WARNING: This is an extremely long post. It's meant to help beginning Photoshoppers with coloring their design and submitting it. I've noticed a lot of people have questions about coloring/submitting so I figured there should be some sort of tutorial post that they can reference.

Also, it's probably a good idea to use Illustrator in most cases. However, for the heavily detailed designs, vectors just aren't an option. For these cases, use Photoshop.


I usually scan in a document at 300 dpi in grayscale. The grayscale helps eliminate random colors which may show up in your submission.

I will start off by saying that you must make sure to keep your colors separated in their own layers in Photoshop. The reason being, that if you should win, Threadless will want you to turn in a PSD file with all of the colors on different layers. So you may as well keep the colors separated from the get go.

1. Open up your scanned file in Photoshop.

2. Go to Image: Mode: RGB (make sure there is a check mark by RGB).

3. Go to Image: Adjustments: Levels. A dialogue box will pop up. You will see a bunch of peaks and valleys. Pull the left arrow towards the closest peak. Pull the right arrow towards its closest peak. You should see your image become more contrasty.

4. Go to Select: Color range. A dialogue box will pop up. Click on the black outline. There will be an arrow that you can pull back and forth which selects a wider or narrower range of colors. Pull it to the highest it can go (which is 200). You should see your image outlined in white. Hit OK.

5. Go to Edit: Copy. Go to Edit: Paste.

6. You now have your outline on its own layer. If you wanted your outline to be a different color than black then skip Step 5. Create a new layer by going to your Layers Palette, clicking on the arrow on the upper right hand side of the palette, and clicking New Layer. Then go to Edit: Fill. On the first drop down menu, go to Color. A new box will pop up. Click on the color you want the outline to be. Hit OK, and then hit OK again. Then go to your Layers palette, and double click on the title (right now it should be Layer 1). Type in a new name (such as ‘outline’). Keep all of your layers titled so it stays organized.

7. Click on your bottom layer (it should be titled background). Create a new layer (see step 6). Your tool bar should have a paint bucket icon on it (if you hover the mouse over the different tools, the name will show up). If you do not see it, but you see a tool called Gradient Tool, then click on Gradient Tool and hold down. You should see the Paint bucket pop up and you can click on it. You will need to choose your background color. Make sure the background color is the same as the one of the colors in the template provided by Threadless. This will be your shirt color. To choose your color, look towards the bottom portion of the tool bar. You’ll see two squares that are slightly askew from each other. Double click on the top square. A box will pop up. (note: have the Threadless template file open, with the colored shirt you want). Hover your mouse over the Threadless template and it should turn into an eyedropper. Click on the color you want, and hit OK. With the paint bucket tool, simply click once anywhere on your file.
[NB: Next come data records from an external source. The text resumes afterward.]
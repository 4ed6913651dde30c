//! Core domain types for the Postfeed ranking engine.
//!
//! The ranking core consumes plain data: identifiers, timestamps, like counts
//! and tag-name sets. These types carry that data, validate what can be
//! validated cheaply (tag names), and define the [`FeedStore`] seam through
//! which like histories and candidate posts reach the ranker.

#![forbid(unsafe_code)]
#![cfg_attr(docsrs, feature(doc_cfg))]

pub mod ids;
pub mod post;
pub mod profile;
pub mod store;
pub mod tag;

#[cfg(any(test, feature = "test-support"))]
#[cfg_attr(docsrs, doc(cfg(feature = "test-support")))]
pub mod test_support;

pub use ids::{PostId, UserId};
pub use post::{Candidate, Like, Post};
pub use profile::TagWeightProfile;
pub use store::{FeedStore, MemoryFeedStore};
#[cfg(feature = "store-sqlite")]
pub use store::{SqliteFeedStore, SqliteFeedStoreError, create_feed_schema};
pub use tag::{MAX_TAG_NAME_LEN, TagName, TagNameError};
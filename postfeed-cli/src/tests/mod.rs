//! Shared test harness modules for the Postfeed CLI.
#![expect(
    clippy::panic,
    reason = "Tests assert panic branches to surface unexpected CLI outcomes"
)]

use super::*;

mod feed_unit;
mod helpers;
8. Create a new layer. Double click on the color square or look at your Color Swatches to choose one of your colors. Remember to keep your layers titled. Then go to the tool bar and select the Paintbrush or Pencil tool. Simply color in where you wish. If you want to switch to a different color, create a new layer, title it, click on whichever color you want, and begin coloring. Just make sure that you only use one color per layer. Also make sure you save your file every now and then. The last thing you want is for Photoshop to crash, and then you lose all of your work.
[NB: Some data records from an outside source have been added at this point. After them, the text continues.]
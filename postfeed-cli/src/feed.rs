//! Feed command implementation for the Postfeed CLI.

use std::collections::BTreeSet;
use std::io::Write;

use camino::{Utf8Path, Utf8PathBuf};
use chrono::{DateTime, Utc};
use clap::Parser;
use ortho_config::{OrthoConfig, SubcmdConfigMerge};
use postfeed_core::{FeedStore, Like, MemoryFeedStore, Post, PostId, TagName, UserId};
use postfeed_fs::{PathKind, path_kind, read_utf8_to_string};
use postfeed_scorer::{
    ENV_RECENCY_LAMBDA, ENV_WEIGHT_AFFINITY, ENV_WEIGHT_POPULARITY, ENV_WEIGHT_RECENCY, FeedPage,
    Pagination, Ranker, RankingConfig, RankingConfigError, ScoredPost, assemble_feed,
};
use serde::{Deserialize, Serialize};

use crate::{
    ARG_FEED_DB, ARG_LIMIT, ARG_NOW, ARG_OFFSET, ARG_RECENCY_LAMBDA, ARG_SNAPSHOT, ARG_USER,
    ARG_WEIGHT_AFFINITY, ARG_WEIGHT_POPULARITY, ARG_WEIGHT_RECENCY, CliError, ENV_FEED_DB,
    ENV_SNAPSHOT, ENV_USER,
};

/// CLI arguments for the `feed` subcommand.
#[derive(Debug, Clone, Parser, Deserialize, Serialize, OrthoConfig, Default)]
#[command(
    long_about = "Rank every post a user did not write and print one page \
                 of the feed as JSON. Posts and likes come from a JSON \
                 snapshot or a SQLite feed database. Ranking weights default \
                 to the WEIGHT_RECENCY, WEIGHT_POPULARITY, WEIGHT_AFFINITY \
                 and RECENCY_LAMBDA environment variables.",
    about = "Rank a user's feed"
)]
#[ortho_config(prefix = "POSTFEED")]
pub(crate) struct FeedArgs {
    /// Identifier of the user the feed is ranked for.
    #[arg(long = ARG_USER, value_name = "id")]
    #[serde(default)]
    pub(crate) user: Option<u64>,
    /// Path to a JSON snapshot of posts and likes.
    #[arg(long = ARG_SNAPSHOT, value_name = "path")]
    #[serde(default)]
    pub(crate) snapshot: Option<Utf8PathBuf>,
    /// Path to a SQLite feed database.
    #[arg(long = ARG_FEED_DB, value_name = "path")]
    #[serde(default)]
    pub(crate) feed_db: Option<Utf8PathBuf>,
    /// Number of ranked posts to skip.
    #[arg(long = ARG_OFFSET, value_name = "count")]
    #[serde(default)]
    pub(crate) offset: Option<usize>,
    /// Page size, clamped to 1..=100 (default 20).
    #[arg(long = ARG_LIMIT, value_name = "count")]
    #[serde(default)]
    pub(crate) limit: Option<usize>,
    /// Ranking instant as an RFC 3339 timestamp (default: now).
    #[arg(long = ARG_NOW, value_name = "timestamp")]
    #[serde(default)]
    pub(crate) now: Option<String>,
    /// Override the recency weight.
    #[arg(long = ARG_WEIGHT_RECENCY, value_name = "weight")]
    #[serde(default)]
    pub(crate) weight_recency: Option<f64>,
    /// Override the popularity weight.
    #[arg(long = ARG_WEIGHT_POPULARITY, value_name = "weight")]
    #[serde(default)]
    pub(crate) weight_popularity: Option<f64>,
    /// Override the affinity weight.
    #[arg(long = ARG_WEIGHT_AFFINITY, value_name = "weight")]
    #[serde(default)]
    pub(crate) weight_affinity: Option<f64>,
    /// Override the recency decay rate per hour.
    #[arg(long = ARG_RECENCY_LAMBDA, value_name = "rate")]
    #[serde(default)]
    pub(crate) recency_lambda: Option<f64>,
}

impl FeedArgs {
    pub(crate) fn into_config(self) -> Result<FeedConfig, CliError> {
        let merged = self.load_and_merge().map_err(CliError::Configuration)?;
        FeedConfig::try_from(merged)
    }
}

/// Where posts and likes are read from.
#[derive(Debug, Clone, PartialEq, Eq)]
pub(crate) enum FeedSource {
    /// JSON snapshot file.
    Snapshot(Utf8PathBuf),
    /// SQLite feed database.
    Database(Utf8PathBuf),
}

/// Weight values given on the command line, layered over the environment.
#[derive(Debug, Copy, Clone, Default, PartialEq)]
pub(crate) struct WeightOverrides {
    pub(crate) recency: Option<f64>,
    pub(crate) popularity: Option<f64>,
    pub(crate) affinity: Option<f64>,
    pub(crate) recency_lambda: Option<f64>,
}

impl WeightOverrides {
    fn value_for(&self, name: &str) -> Option<f64> {
        match name {
            ENV_WEIGHT_RECENCY => self.recency,
            ENV_WEIGHT_POPULARITY => self.popularity,
            ENV_WEIGHT_AFFINITY => self.affinity,
            ENV_RECENCY_LAMBDA => self.recency_lambda,
            _ => None,
        }
    }

    /// Resolve the ranking configuration, preferring overrides to `env`.
    pub(crate) fn resolve<F>(&self, env: F) -> Result<RankingConfig, RankingConfigError>
    where
        F: Fn(&str) -> Option<String>,
    {
        RankingConfig::from_lookup(|name| {
            self.value_for(name)
                .map(|value| value.to_string())
                .or_else(|| env(name))
        })
    }
}

/// Resolved `feed` command configuration.
#[derive(Debug, Clone, PartialEq)]
pub(crate) struct FeedConfig {
    pub(crate) user: UserId,
    pub(crate) source: FeedSource,
    pub(crate) pagination: Pagination,
    pub(crate) now: Option<DateTime<Utc>>,
    pub(crate) weights: WeightOverrides,
}

impl FeedConfig {
    pub(crate) fn validate_sources(&self) -> Result<(), CliError> {
        match &self.source {
            FeedSource::Snapshot(path) => Self::require_existing(path, ARG_SNAPSHOT),
            FeedSource::Database(path) => Self::require_existing(path, ARG_FEED_DB),
        }
    }

    fn require_existing(path: &Utf8Path, field: &'static str) -> Result<(), CliError> {
        match path_kind(path) {
            Ok(PathKind::File) => Ok(()),
            Ok(PathKind::Directory | PathKind::Other) => Err(CliError::SourcePathNotFile {
                field,
                path: path.to_path_buf(),
            }),
            Err(source) if source.kind() == std::io::ErrorKind::NotFound => {
                Err(CliError::MissingSourceFile {
                    field,
                    path: path.to_path_buf(),
                })
            }
            Err(source) => Err(CliError::InspectSourcePath {
                field,
                path: path.to_path_buf(),
                source,
            }),
        }
    }
}

impl TryFrom<FeedArgs> for FeedConfig {
    type Error = CliError;

    fn try_from(args: FeedArgs) -> Result<Self, Self::Error> {
        let user = args.user.map(UserId::new).ok_or(CliError::MissingArgument {
            field: ARG_USER,
            env: ENV_USER,
        })?;
        let source = match (args.snapshot, args.feed_db) {
            (Some(path), None) => FeedSource::Snapshot(path),
            (None, Some(path)) => FeedSource::Database(path),
            (Some(_), Some(_)) => return Err(CliError::ConflictingSources),
            (None, None) => {
                return Err(CliError::MissingSource {
                    snapshot_env: ENV_SNAPSHOT,
                    feed_db_env: ENV_FEED_DB,
                });
            }
        };
        let now = args.now.as_deref().map(parse_now).transpose()?;
        Ok(Self {
            user,
            source,
            pagination: Pagination::from_options(args.offset, args.limit),
            now,
            weights: WeightOverrides {
                recency: args.weight_recency,
                popularity: args.weight_popularity,
                affinity: args.weight_affinity,
                recency_lambda: args.recency_lambda,
            },
        })
    }
}

fn parse_now(raw: &str) -> Result<DateTime<Utc>, CliError> {
    DateTime::parse_from_rfc3339(raw.trim())
        .map(|instant| instant.with_timezone(&Utc))
        .map_err(|source| CliError::InvalidNow {
            raw: raw.to_owned(),
            source,
        })
}

/// Posts and likes as stored in a snapshot file.
#[derive(Debug, Clone, Default, Deserialize, Serialize)]
pub(crate) struct Snapshot {
    #[serde(default)]
    pub(crate) posts: Vec<Post>,
    #[serde(default)]
    pub(crate) likes: Vec<Like>,
}

impl Snapshot {
    /// Load the snapshot into an in-memory store, warning about entries
    /// that cannot contribute to a feed.
    pub(crate) fn into_store(self) -> MemoryFeedStore {
        let mut store = MemoryFeedStore::new();
        for post in self.posts {
            let id = post.id;
            if store.insert_post(post).is_some() {
                log::warn!("snapshot lists post {id} more than once; keeping the last entry");
            }
        }
        for like in self.likes {
            if !store.contains_post(like.post) {
                log::warn!(
                    "like by user {} references unknown post {}",
                    like.user,
                    like.post
                );
            }
            if !store.like(like) {
                log::debug!("duplicate like by user {} on post {}", like.user, like.post);
            }
        }
        store
    }
}

/// Load a JSON snapshot from disk into an in-memory store.
pub(crate) fn load_snapshot(path: &Utf8Path) -> Result<MemoryFeedStore, CliError> {
    let contents = read_utf8_to_string(path).map_err(|source| CliError::ReadSnapshot {
        path: path.to_path_buf(),
        source,
    })?;
    let snapshot: Snapshot =
        serde_json::from_str(&contents).map_err(|source| CliError::ParseSnapshot {
            path: path.to_path_buf(),
            source,
        })?;
    log::debug!(
        "loaded snapshot {path} with {} posts and {} likes",
        snapshot.posts.len(),
        snapshot.likes.len()
    );
    Ok(snapshot.into_store())
}

/// One ranked post as printed by the CLI.
#[derive(Debug, Clone, PartialEq, Serialize, Deserialize)]
pub(crate) struct FeedEntry {
    pub(crate) id: PostId,
    pub(crate) author: Option<UserId>,
    pub(crate) created_at: DateTime<Utc>,
    pub(crate) tags: BTreeSet<TagName>,
    pub(crate) like_count: u64,
    pub(crate) score: f64,
}

impl From<ScoredPost> for FeedEntry {
    fn from(entry: ScoredPost) -> Self {
        Self {
            id: entry.post.id,
            author: entry.post.author,
            created_at: entry.post.created_at,
            tags: entry.post.tags,
            like_count: entry.post.like_count,
            score: entry.score,
        }
    }
}

/// A page of the feed as printed by the CLI.
#[derive(Debug, Clone, PartialEq, Serialize, Deserialize)]
pub(crate) struct FeedOutput {
    pub(crate) count: usize,
    pub(crate) results: Vec<FeedEntry>,
}

impl From<FeedPage> for FeedOutput {
    fn from(page: FeedPage) -> Self {
        Self {
            count: page.count,
            results: page.results.into_iter().map(FeedEntry::from).collect(),
        }
    }
}

pub(crate) fn run_feed(args: FeedArgs) -> Result<(), CliError> {
    let mut stdout = std::io::stdout().lock();
    run_feed_with(args, |name| std::env::var(name).ok(), &mut stdout)
}

pub(crate) fn run_feed_with<F>(
    args: FeedArgs,
    env: F,
    writer: &mut dyn Write,
) -> Result<(), CliError>
where
    F: Fn(&str) -> Option<String>,
{
    let config = resolve_feed_config(args)?;
    let page = execute_feed(&config, env)?;
    write_feed_page(writer, page)
}

fn resolve_feed_config(args: FeedArgs) -> Result<FeedConfig, CliError> {
    let config = args.into_config()?;
    config.validate_sources()?;
    Ok(config)
}

pub(crate) fn execute_feed<F>(config: &FeedConfig, env: F) -> Result<FeedPage, CliError>
where
    F: Fn(&str) -> Option<String>,
{
    let ranker = Ranker::new(config.weights.resolve(env)?)?;
    let now = config.now.unwrap_or_else(Utc::now);
    match &config.source {
        FeedSource::Snapshot(path) => {
            let store = load_snapshot(path)?;
            rank_page(&ranker, &store, config, now)
        }
        FeedSource::Database(path) => rank_database(&ranker, path, config, now),
    }
}

fn rank_page<S>(
    ranker: &Ranker,
    store: &S,
    config: &FeedConfig,
    now: DateTime<Utc>,
) -> Result<FeedPage, CliError>
where
    S: FeedStore + ?Sized,
    CliError: From<S::Error>,
{
    assemble_feed(ranker, store, config.user, config.pagination, now).map_err(CliError::from)
}

#[cfg(feature = "store-sqlite")]
fn rank_database(
    ranker: &Ranker,
    path: &Utf8Path,
    config: &FeedConfig,
    now: DateTime<Utc>,
) -> Result<FeedPage, CliError> {
    let store = postfeed_core::SqliteFeedStore::open(path.as_std_path())?;
    rank_page(ranker, &store, config, now)
}

#[cfg(not(feature = "store-sqlite"))]
fn rank_database(
    _ranker: &Ranker,
    _path: &Utf8Path,
    _config: &FeedConfig,
    _now: DateTime<Utc>,
) -> Result<FeedPage, CliError> {
    Err(CliError::MissingFeature {
        feature: "store-sqlite",
        action: "reading a feed database",
    })
}

fn write_feed_page(writer: &mut dyn Write, page: FeedPage) -> Result<(), CliError> {
    let output = FeedOutput::from(page);
    let payload = serde_json::to_string_pretty(&output).map_err(CliError::SerializeFeedPage)?;
    writer
        .write_all(payload.as_bytes())
        .map_err(CliError::WriteFeedOutput)?;
    writer.write_all(b"\n").map_err(CliError::WriteFeedOutput)?;
    Ok(())
}

#[cfg(test)]
pub(crate) fn config_from_layers_for_test(
    layers: Vec<ortho_config::MergeLayer<'static>>,
) -> Result<FeedConfig, CliError> {
    let merged = FeedArgs::merge_from_layers(layers).map_err(CliError::from)?;
    FeedConfig::try_from(merged)
}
Prepping your file for submission
Once your file is all colored in, and ready to go, you have a few more steps to save for Threadless standards.

1. Be sure your layered file is saved. Then go to Layers: Flatten Image. Then go to Image: Image size… A box will pop up. On the resolution part, type in 72. Hit OK.
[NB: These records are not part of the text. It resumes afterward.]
//! Permission names and authorization.
//!
//! Permissions are `domain.subresource.action` strings: lowercase, dot
//! separated, never hyphenated. Every resource carries the standard
//! `view/create/edit/delete` set; the translation resource adds workflow and
//! exchange permissions.

use std::collections::{HashMap, HashSet};
use std::fmt;

use async_trait::async_trait;
use serde::{Deserialize, Serialize};

use crate::context::AdminContext;
use crate::error::{AdminError, Result};

/// Standard actions every resource exposes.
pub const STANDARD_ACTIONS: &[&str] = &["view", "create", "edit", "delete"];

/// Extra actions on the translations resource.
pub const TRANSLATION_ACTIONS: &[&str] = &[
    "claim",
    "assign",
    "approve",
    "manage",
    "export",
    "import.validate",
    "import.apply",
    "import.view",
];

pub const TRANSLATIONS_CLAIM: &str = "admin.translations.claim";
pub const TRANSLATIONS_ASSIGN: &str = "admin.translations.assign";
pub const TRANSLATIONS_APPROVE: &str = "admin.translations.approve";
pub const TRANSLATIONS_MANAGE: &str = "admin.translations.manage";
pub const TRANSLATIONS_EXPORT: &str = "admin.translations.export";
pub const TRANSLATIONS_IMPORT_VALIDATE: &str = "admin.translations.import.validate";
pub const TRANSLATIONS_IMPORT_APPLY: &str = "admin.translations.import.apply";
pub const TRANSLATIONS_IMPORT_VIEW: &str = "admin.translations.import.view";

/// Validated permission name.
#[derive(Debug, Clone, PartialEq, Eq, Hash, PartialOrd, Ord, Serialize, Deserialize)]
#[serde(try_from = "String", into = "String")]
pub struct Permission(String);

impl Permission {
    pub fn parse(name: &str) -> Result<Self> {
        let segments: Vec<&str> = name.split('.').collect();
        let valid_segment = |s: &&str| {
            !s.is_empty()
                && s
                    .chars()
                    .all(|c| c.is_ascii_lowercase() || c.is_ascii_digit() || c == '_')
        };
        if segments.len() < 3 || !segments.iter().all(valid_segment) {
            return Err(AdminError::invalid_field(
                "permission",
                format!("permission {name:?} must be lowercase domain.subresource.action"),
            ));
        }
        Ok(Self(name.to_string()))
    }

    /// `domain.resource.action`
    pub fn for_resource(domain: &str, resource: &str, action: &str) -> Result<Self> {
        Self::parse(&format!("{domain}.{resource}.{action}"))
    }

    pub fn as_str(&self) -> &str {
        &self.0
    }
}

impl fmt::Display for Permission {
    fn fmt(&self, f: &mut fmt::Formatter<'_>) -> fmt::Result {
        f.write_str(&self.0)
    }
}

impl TryFrom<String> for Permission {
    type Error = AdminError;

    fn try_from(value: String) -> Result<Self> {
        Self::parse(&value)
    }
}

impl From<Permission> for String {
    fn from(p: Permission) -> Self {
        p.0
    }
}

/// Standard permissions for a resource.
pub fn resource_permissions(domain: &str, resource: &str) -> Result<Vec<Permission>> {
    STANDARD_ACTIONS
        .iter()
        .map(|action| Permission::for_resource(domain, resource, action))
        .collect()
}

/// Standard plus translation workflow permissions.
pub fn translation_permissions(domain: &str) -> Result<Vec<Permission>> {
    let mut out = resource_permissions(domain, "translations")?;
    for action in TRANSLATION_ACTIONS {
        out.push(Permission::for_resource(domain, "translations", action)?);
    }
    Ok(out)
}

/// Authorization seam. `resource` names the panel or resource being touched.
#[async_trait]
pub trait Authorizer: Send + Sync {
    async fn can(&self, ctx: &AdminContext, permission: &str, resource: &str) -> bool;
}

/// Check a permission, failing with `permission_denied`. A missing
/// authorizer or an empty permission allows the call.
pub async fn authorize(
    authorizer: Option<&dyn Authorizer>,
    ctx: &AdminContext,
    permission: &str,
    resource: &str,
) -> Result<()> {
    let Some(authorizer) = authorizer else {
        return Ok(());
    };
    if permission.is_empty() || authorizer.can(ctx, permission, resource).await {
        Ok(())
    } else {
        Err(AdminError::permission_denied(permission))
    }
}

/// Grants everything.
#[derive(Debug, Clone, Copy, Default)]
pub struct AllowAll;

#[async_trait]
impl Authorizer for AllowAll {
    async fn can(&self, _ctx: &AdminContext, _permission: &str, _resource: &str) -> bool {
        true
    }
}

/// Grants keyed by user id or role. A grant ending in `.*` covers every
/// permission under that prefix; `*` covers everything.
#[derive(Debug, Clone, Default)]
pub struct StaticAuthorizer {
    grants: HashMap<String, HashSet<String>>,
}

impl StaticAuthorizer {
    pub fn new() -> Self {
        Self::default()
    }

    /// Grant permissions to a user id or role name.
    pub fn grant<I, S>(mut self, principal: impl Into<String>, permissions: I) -> Self
    where
        I: IntoIterator<Item = S>,
        S: Into<String>,
    {
        self.grants
            .entry(principal.into())
            .or_default()
            .extend(permissions.into_iter().map(Into::into));
        self
    }

    fn covers(grant: &str, permission: &str) -> bool {
        grant == "*"
            || grant == permission
            || grant
                .strip_suffix(".*")
                .is_some_and(|prefix| permission.starts_with(&format!("{prefix}.")))
    }

    fn allows(&self, principal: &str, permission: &str) -> bool {
        self.grants
            .get(principal)
            .is_some_and(|grants| grants.iter().any(|g| Self::covers(g, permission)))
    }
}

#[async_trait]
impl Authorizer for StaticAuthorizer {
    async fn can(&self, ctx: &AdminContext, permission: &str, _resource: &str) -> bool {
        self.allows(ctx.user_id(), permission)
            || ctx
                .actor()
                .roles
                .iter()
                .any(|role| self.allows(role, permission))
    }
}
2. Go to Select: Select all. Then go to Edit: Copy. Then go to File: New. In the box that pops up, make sure the width is 640 pixels, the height is no more than 800 pixels, the mode is RGB, and the resolution is 72. Hit OK.

3. Go to Edit: Paste. Your picture will drop into the new file. You make need to resize it to fit within the smaller frame. Go to Edit: Free transform. Hover your mouse over one of the corner points, and it will turn into a diagonal arrow. Hold down the shift key (to constrain proportions), click and hold the mouse, and drag it so that it becomes smaller. When it’s at a good size, hit return or enter.

4. You may use the paint bucket tool if you want to change the background color. You may also copy + paste the t-shirt provided in the Threadless template to show placement of your design on the shirt. Or you can use your own pictures to show placement.

5. When everything is layed out how you want it, go to File: Save for web. In the drop down menu, you may choose between GIF and JPG. If you choose GIF there will be another drop down menu which shows how many colors are being used. It defaults to 256. At the bottom of the dialogue box it will say how large in size the file is. Make sure it is at least under 250 kb. If it’s over the limit, then click on the 256 colors drop down menu, and select less colors. It’s a balancing act to keep as many colors as possible, but to also keep the file size below the limit. If you decide to use a JPG, you will adjust "Quality" until it's just under 250kb. When everything is just right, hit Save. You will need to give your file a title.

6. Go back to your flattened original image. In your tools bar there is a rectangular marquee tool at the top. Click on this. On the top of the window you will see several options, including a drop down menu for Style. Click on Style: Fixed aspect ratio. Then in the first box type in 100. The second box should be 70. Using the marquee tool, drag it out and select what portion of the picture you want to show up in your thumbnail. While you drag, you can hold down the spacebar to move the selection around. Then copy your selection and paste it into a new document. Go to Image: Image size. Make sure the Constrain proportions box is checked. In the width, type in 100 px. The height should automatically change to 70. Hit OK. Go to File: Save for web. Then do the same that your did for your submission, except make sure it’s under 10 kb, and it has to be a GIF.

7. Close your original file. When it asks if you wish to save the file, hit the option that says Do not save file.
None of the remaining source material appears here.